§ YOUR ASSIGNMENT: Using the records below, write out again exactly the lines that begin at the line containing "use buildergen_syntax::SyntaxError;" and end at the line containing "pub const HEADER: &str", and no other lines.

§ Stored data entries:
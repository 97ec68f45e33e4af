//! Emission driver: from source files on disk to formatted builder files.
//!
//! A run goes through four steps:
//! 1. [`discover`] the `.rs` files to process,
//! 2. [`load`] them into one [`Universe`], each file becoming the unit for its module path,
//! 3. [`generate`] a [`GeneratedFile`] for every unit with at least one builder,
//! 4. [`write_all`] the results (the CLI prints them instead on `--dry-run`).
//!
//! Generated files are meant to be `include!`d by the module they were generated from, so the builders see the
//! same imports as the records they build.

#![deny(clippy::unwrap_used)]
#![deny(clippy::expect_used)]

use std::collections::HashMap;
use std::fs;
use std::io;
use std::path::{Path, PathBuf};

use buildergen_core::{GenerateError, UnitPlan, Universe};
use buildergen_syntax::SyntaxError;
use miette::Diagnostic;
use thiserror::Error;

use crate::config::GeneratorConfig;

/// First line of the code section of every generated file.
pub const HEADER: &str = "// Code generated by buildergen. DO NOT EDIT.";

#[derive(Debug, Error, Diagnostic)]
pub enum DriverError {
    #[error("no such file or directory: {}", .0.display())]
    NotFound(PathBuf),

    #[error("failed to read {}: {source}", path.display())]
    Read {
        path: PathBuf,
        #[source]
        source: io::Error,
    },

    #[error("failed to write {}: {source}", path.display())]
    Write {
        path: PathBuf,
        #[source]
        source: io::Error,
    },

    #[error(transparent)]
    #[diagnostic(transparent)]
    Syntax(#[from] SyntaxError),

    #[error("{package}: {source}")]
    #[diagnostic(code(buildergen::generate))]
    Generate {
        package: String,
        #[source]
        source: GenerateError,
    },

    #[error("generated code for {package} does not parse: {message}")]
    #[diagnostic(code(buildergen::format), help("this is a bug in buildergen"))]
    Format { package: String, message: String },

    #[error("{} is outside the crate root {}", path.display(), root.display())]
    #[diagnostic(help("pass --crate-root pointing at the directory holding Cargo.toml"))]
    OutsideCrate { path: PathBuf, root: PathBuf },

    #[error("{} and {} would both be written to {}", first.display(), second.display(), output.display())]
    #[diagnostic(help("rename one of the sources, or drop --out-dir to write next to each source"))]
    DuplicateOutput {
        output: PathBuf,
        first: PathBuf,
        second: PathBuf,
    },
}

pub type DriverResult<T> = Result<T, DriverError>;

/// A source file read into memory, with the module path it lowers to.
#[derive(Debug, Clone)]
pub struct SourceUnit {
    pub path: PathBuf,
    /// Path relative to the crate's `src` (or root), mirrored under the output directory
    pub relative: PathBuf,
    pub package: String,
    pub source: String,
}

/// Output of one unit.
#[derive(Debug, Clone)]
pub struct GeneratedFile {
    pub source: PathBuf,
    pub output: PathBuf,
    pub package: String,
    pub contents: String,
    pub plan: UnitPlan,
}

/// Collect the `.rs` files under `paths`, sorted and deduplicated.
///
/// Directories are walked recursively, skipping hidden directories, `target`, and files that look like earlier
/// output (`*<suffix>.rs`). Files named explicitly are always taken.
pub fn discover(paths: &[PathBuf], suffix: &str) -> DriverResult<Vec<PathBuf>> {
    let mut files = Vec::new();
    for path in paths {
        if path.is_file() {
            files.push(path.clone());
        } else if path.is_dir() {
            walk(path, suffix, &mut files)?;
        } else {
            return Err(DriverError::NotFound(path.clone()));
        }
    }
    files.sort();
    files.dedup();
    Ok(files)
}

fn walk(dir: &Path, suffix: &str, files: &mut Vec<PathBuf>) -> DriverResult<()> {
    let entries = fs::read_dir(dir).map_err(|source| DriverError::Read {
        path: dir.to_path_buf(),
        source,
    })?;
    let generated = format!("{suffix}.rs");
    for entry in entries {
        let path = entry
            .map_err(|source| DriverError::Read {
                path: dir.to_path_buf(),
                source,
            })?
            .path();
        let name = path.file_name().and_then(|n| n.to_str()).unwrap_or("");
        if path.is_dir() {
            if !name.starts_with('.') && name != "target" {
                walk(&path, suffix, files)?;
            }
        } else if name.ends_with(".rs") && !name.ends_with(&generated) {
            files.push(path);
        }
    }
    Ok(())
}

/// Path of a source file relative to `<root>/src` when it is under it, else relative to the root.
///
/// Both paths are made absolute first, so relative roots such as `.` work. With no root configured the nearest
/// ancestor holding a `Cargo.toml` is used; without one the file name alone is returned.
pub fn crate_relative(path: &Path, crate_root: Option<&Path>) -> DriverResult<PathBuf> {
    let path = absolute(path)?;
    let root = match crate_root {
        Some(root) => Some(absolute(root)?),
        None => find_crate_root(&path),
    };
    let Some(root) = root else {
        return Ok(path.file_name().map(PathBuf::from).unwrap_or_default());
    };

    let src = root.join("src");
    path.strip_prefix(&src)
        .or_else(|_| path.strip_prefix(&root))
        .map(Path::to_path_buf)
        .map_err(|_| DriverError::OutsideCrate {
            path: path.clone(),
            root: root.clone(),
        })
}

fn absolute(path: &Path) -> DriverResult<PathBuf> {
    std::path::absolute(path).map_err(|source| DriverError::Read {
        path: path.to_path_buf(),
        source,
    })
}

/// Module path of a source file: `src/model.rs` is `crate::model`, `src/a/mod.rs` is `crate::a`,
/// `src/lib.rs` is `crate`. See [`crate_relative`] for how the crate root is found.
pub fn package_for(path: &Path, crate_root: Option<&Path>) -> DriverResult<String> {
    crate_relative(path, crate_root).map(|relative| package_of(&relative))
}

§ REPLY:
use buildergen_syntax::SyntaxError;
use miette::Diagnostic;
use thiserror::Error;

use crate::config::GeneratorConfig;

/// First line of the code section of every generated file.
pub const HEADER: &str = "// Code generated by buildergen. DO NOT EDIT.";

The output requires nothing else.